Indeed, Mountain Laurel has been referred to as a “finicky” plant by one authority. To a certain degree, this gives lie to such truisms as, “Native plants are tough survivors. Lower maintenance, lower water needs, etc.” Any plant needs to be in the right place. You may see Mountain Laurel growing in many places in the wild locally, but there are many places you will not see it. In addition to the cultural caveats given above, good drainage is key to successfully growing these shrubs. A moist, north-or east-facing slope would be ideal.
But what if you want to try growing Mountain Laurel in less than ideal conditions? I’ve heard a couple of different strategies to address the drainage issue. One is to plant on top of the ground, presumably scratching up the soil surface first. Then you pile pine bark around the root ball.

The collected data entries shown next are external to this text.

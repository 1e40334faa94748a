use async_graphql::{EmptySubscription, Schema};
use async_graphql_axum::{GraphQLRequest, GraphQLResponse};
use axum::Extension;

pub use crate::modules::earnings::use_cases::track_earnings::inbound::graphql::{
    MutationRoot, QueryRoot,
};
pub use crate::shell::state::AppState;

pub type AppSchema = Schema<QueryRoot, MutationRoot, EmptySubscription>;

pub fn schema(state: AppState) -> AppSchema {
    Schema::build(QueryRoot, MutationRoot, EmptySubscription)
        .data(state)
        .finish()
}

pub async fn graphql(Extension(schema): Extension<AppSchema>, req: GraphQLRequest) -> GraphQLResponse {
    schema.execute(req.into_inner()).await.into()
}

pub async fn graphiql() -> axum::response::Html<String> {
    use async_graphql::http::GraphiQLSource;
    axum::response::Html(GraphiQLSource::build().endpoint("/gql").finish())
}
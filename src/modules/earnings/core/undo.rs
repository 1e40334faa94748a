// One-shot undo of the most recent ledger-mutating action.
//
// Boundaries
// - Holds value copies only; never aliases the live ledger.
// - Every arm bumps the generation. An expiry carrying an older generation is stale
//   and must be ignored, so a superseded countdown can never clear a newer snapshot.

use crate::modules::earnings::core::history::{ChangeHistoryEntry, ResetRecord};
use std::time::Duration;

pub const UNDO_WINDOW: Duration = Duration::from_millis(5000);

#[derive(Debug, Clone, PartialEq)]
pub struct UndoSnapshot {
    /// Ledger as it was before the action.
    pub records: Vec<ResetRecord>,
    /// Change history as captured when the action completed.
    pub history: Vec<ChangeHistoryEntry>,
    /// Set when the action appended an entry to `history`; restoring drops it again.
    pub discards_newest: bool,
}

impl UndoSnapshot {
    pub fn restore(self) -> (Vec<ResetRecord>, Vec<ChangeHistoryEntry>) {
        let mut history = self.history;
        if self.discards_newest && !history.is_empty() {
            history.remove(0);
        }
        (self.records, history)
    }
}

#[derive(Debug, Default)]
pub struct UndoController {
    snapshot: Option<UndoSnapshot>,
    generation: u64,
}

impl UndoController {
    /// Replaces any pending snapshot and returns the generation the countdown must present.
    pub fn arm(&mut self, snapshot: UndoSnapshot) -> u64 {
        self.generation += 1;
        self.snapshot = Some(snapshot);
        self.generation
    }

    pub fn is_visible(&self) -> bool {
        self.snapshot.is_some()
    }

    pub fn take(&mut self) -> Option<UndoSnapshot> {
        self.snapshot.take()
    }

    /// Discards the snapshot if `generation` is still the latest arm.
    pub fn expire(&mut self, generation: u64) -> bool {
        if generation != self.generation || self.snapshot.is_none() {
            return false;
        }
        self.snapshot = None;
        true
    }
}
// Tracker wiring for tests: fixed clock, in-memory store, hourly wage.

use crate::modules::earnings::core::wage_config::{WageConfig, WageKind};
use crate::modules::earnings::use_cases::track_earnings::handler::EarningsTracker;
use crate::shared::core::primitives::FixedWallClock;
use crate::shared::infrastructure::key_value_store::KeyValueStore;
use chrono::{Local, TimeZone};
use std::sync::Arc;

pub const FIXED_TIMESTAMP: &str = "1/15/2024, 9:30:00 AM";

pub fn fixed_clock() -> FixedWallClock {
    let at = Local
        .with_ymd_and_hms(2024, 1, 15, 9, 30, 0)
        .single()
        .expect("unambiguous local time");
    FixedWallClock::new(at)
}

/// 36/h accrues exactly 0.001 per tick.
pub fn hourly_config() -> WageConfig {
    WageConfig::new(WageKind::Hourly, Some(36.0), None).expect("valid hourly config")
}

pub async fn make_tracker(store: Arc<dyn KeyValueStore>) -> EarningsTracker {
    EarningsTracker::load(store, Arc::new(fixed_clock()), false).await
}
use crate::modules::earnings::core::undo::UndoSnapshot;

/// Why an action left the state untouched. None of these are faults.
#[derive(Debug, thiserror::Error, Clone, Copy, PartialEq, Eq)]
pub enum NoOpReason {
    #[error("wage configuration is incomplete")]
    IncompleteWageConfig,

    #[error("nothing earned since the last reset")]
    NothingEarned,

    #[error("the earning is not a finite amount")]
    NonFiniteEarning,

    #[error("the ledger is empty")]
    EmptyLedger,

    #[error("the change history is already empty")]
    EmptyHistory,

    #[error("no rows selected")]
    EmptySelection,

    #[error("none of the selected rows exist")]
    NoMatchingRows,

    #[error("row {0} does not exist")]
    UnknownRow(usize),

    #[error("change history entry {0} does not exist")]
    UnknownEntry(usize),

    #[error("nothing to undo")]
    NothingToUndo,
}

/// What a ledger operation decided, before the undo controller is involved.
#[derive(Debug, PartialEq)]
pub enum Decision {
    Accepted {
        undo: Option<UndoSnapshot>,
        persist_ledger: bool,
    },
    Ignored {
        reason: NoOpReason,
    },
}

/// What a command did to the tracker as a whole.
#[derive(Debug, Clone, Copy, PartialEq, Eq)]
pub enum Outcome {
    Applied {
        persist_ledger: bool,
        undo_generation: Option<u64>,
    },
    Ignored {
        reason: NoOpReason,
    },
}

impl Outcome {
    pub fn applied() -> Self {
        Outcome::Applied {
            persist_ledger: false,
            undo_generation: None,
        }
    }

    pub fn is_applied(&self) -> bool {
        matches!(self, Outcome::Applied { .. })
    }
}
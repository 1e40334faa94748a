use crate::modules::earnings::use_cases::track_earnings::handler::EarningsTracker;
use std::sync::Arc;

#[derive(Clone)]
pub struct AppState {
    pub tracker: Arc<EarningsTracker>,
}
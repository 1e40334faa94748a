pub mod records;
pub mod tracker;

This would certainly give you the desired drainage, but I would worry about the plant drying out quickly. Frequent watering would be indicated, especially in the first year. A similar, but less radical, strategy, involves planting high, with about half the root ball above the ground. The planting hole should be wide and amended with pine bark or a similar material; then, more pine bark is placed around the root ball as in the first example.
A note of caution about Mountain Laurel and the other Kalmias: they are poisonous to livestock and humans, evidenced by such common names as Sheep-Kill and Lamb-Kill. Enjoy them, but don’t plant where critters can munch.